EXERCISE DIRECTIONS: Look below for the line containing "Command for creating a profile"; from there, print each line exactly up to and including the line containing "let role = match", and stop.

Content starts

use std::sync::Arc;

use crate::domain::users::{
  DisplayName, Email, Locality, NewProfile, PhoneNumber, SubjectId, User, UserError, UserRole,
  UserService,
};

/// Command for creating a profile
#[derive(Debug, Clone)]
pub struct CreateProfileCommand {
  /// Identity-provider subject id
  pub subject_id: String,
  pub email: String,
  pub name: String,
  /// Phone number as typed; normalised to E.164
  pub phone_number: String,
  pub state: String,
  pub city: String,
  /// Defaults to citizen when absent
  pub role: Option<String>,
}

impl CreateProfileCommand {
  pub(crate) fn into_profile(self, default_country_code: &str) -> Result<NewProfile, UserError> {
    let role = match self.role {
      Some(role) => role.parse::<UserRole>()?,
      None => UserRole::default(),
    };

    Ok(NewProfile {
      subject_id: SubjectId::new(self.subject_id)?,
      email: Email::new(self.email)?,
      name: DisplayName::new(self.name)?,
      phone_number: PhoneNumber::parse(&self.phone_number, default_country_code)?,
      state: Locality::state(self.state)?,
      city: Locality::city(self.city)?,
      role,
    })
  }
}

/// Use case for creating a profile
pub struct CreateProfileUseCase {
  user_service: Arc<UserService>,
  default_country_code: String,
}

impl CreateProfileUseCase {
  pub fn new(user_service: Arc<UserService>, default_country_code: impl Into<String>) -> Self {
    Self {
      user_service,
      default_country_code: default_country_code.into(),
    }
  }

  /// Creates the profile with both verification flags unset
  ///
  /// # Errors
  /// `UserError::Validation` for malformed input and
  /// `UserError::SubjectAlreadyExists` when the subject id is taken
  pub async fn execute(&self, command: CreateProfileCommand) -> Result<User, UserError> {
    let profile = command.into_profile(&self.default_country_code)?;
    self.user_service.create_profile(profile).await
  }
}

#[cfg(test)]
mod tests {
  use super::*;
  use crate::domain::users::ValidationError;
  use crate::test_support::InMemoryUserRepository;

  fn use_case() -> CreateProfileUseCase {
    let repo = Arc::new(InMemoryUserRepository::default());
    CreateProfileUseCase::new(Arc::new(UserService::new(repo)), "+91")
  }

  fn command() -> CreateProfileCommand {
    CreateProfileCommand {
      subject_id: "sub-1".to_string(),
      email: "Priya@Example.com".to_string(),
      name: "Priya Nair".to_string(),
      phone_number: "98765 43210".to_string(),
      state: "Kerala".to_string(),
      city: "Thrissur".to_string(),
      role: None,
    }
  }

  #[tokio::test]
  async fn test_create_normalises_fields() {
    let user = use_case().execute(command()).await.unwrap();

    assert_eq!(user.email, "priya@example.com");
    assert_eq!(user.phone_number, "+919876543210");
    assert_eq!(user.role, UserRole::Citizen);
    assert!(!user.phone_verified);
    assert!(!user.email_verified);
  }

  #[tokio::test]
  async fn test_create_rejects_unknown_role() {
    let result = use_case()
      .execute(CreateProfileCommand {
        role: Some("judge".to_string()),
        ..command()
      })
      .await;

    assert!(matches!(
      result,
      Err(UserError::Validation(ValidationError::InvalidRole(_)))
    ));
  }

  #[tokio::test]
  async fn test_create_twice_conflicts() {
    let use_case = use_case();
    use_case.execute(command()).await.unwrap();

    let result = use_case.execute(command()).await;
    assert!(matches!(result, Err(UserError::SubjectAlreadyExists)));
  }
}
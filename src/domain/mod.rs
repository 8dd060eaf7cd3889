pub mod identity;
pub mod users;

Content ends

ANSWER SPACE:
/// Command for creating a profile
#[derive(Debug, Clone)]
pub struct CreateProfileCommand {
  /// Identity-provider subject id
  pub subject_id: String,
  pub email: String,
  pub name: String,
  /// Phone number as typed; normalised to E.164
  pub phone_number: String,
  pub state: String,
  pub city: String,
  /// Defaults to citizen when absent
  pub role: Option<String>,
}

impl CreateProfileCommand {
  pub(crate) fn into_profile(self, default_country_code: &str) -> Result<NewProfile, UserError> {
    let role = match self.role {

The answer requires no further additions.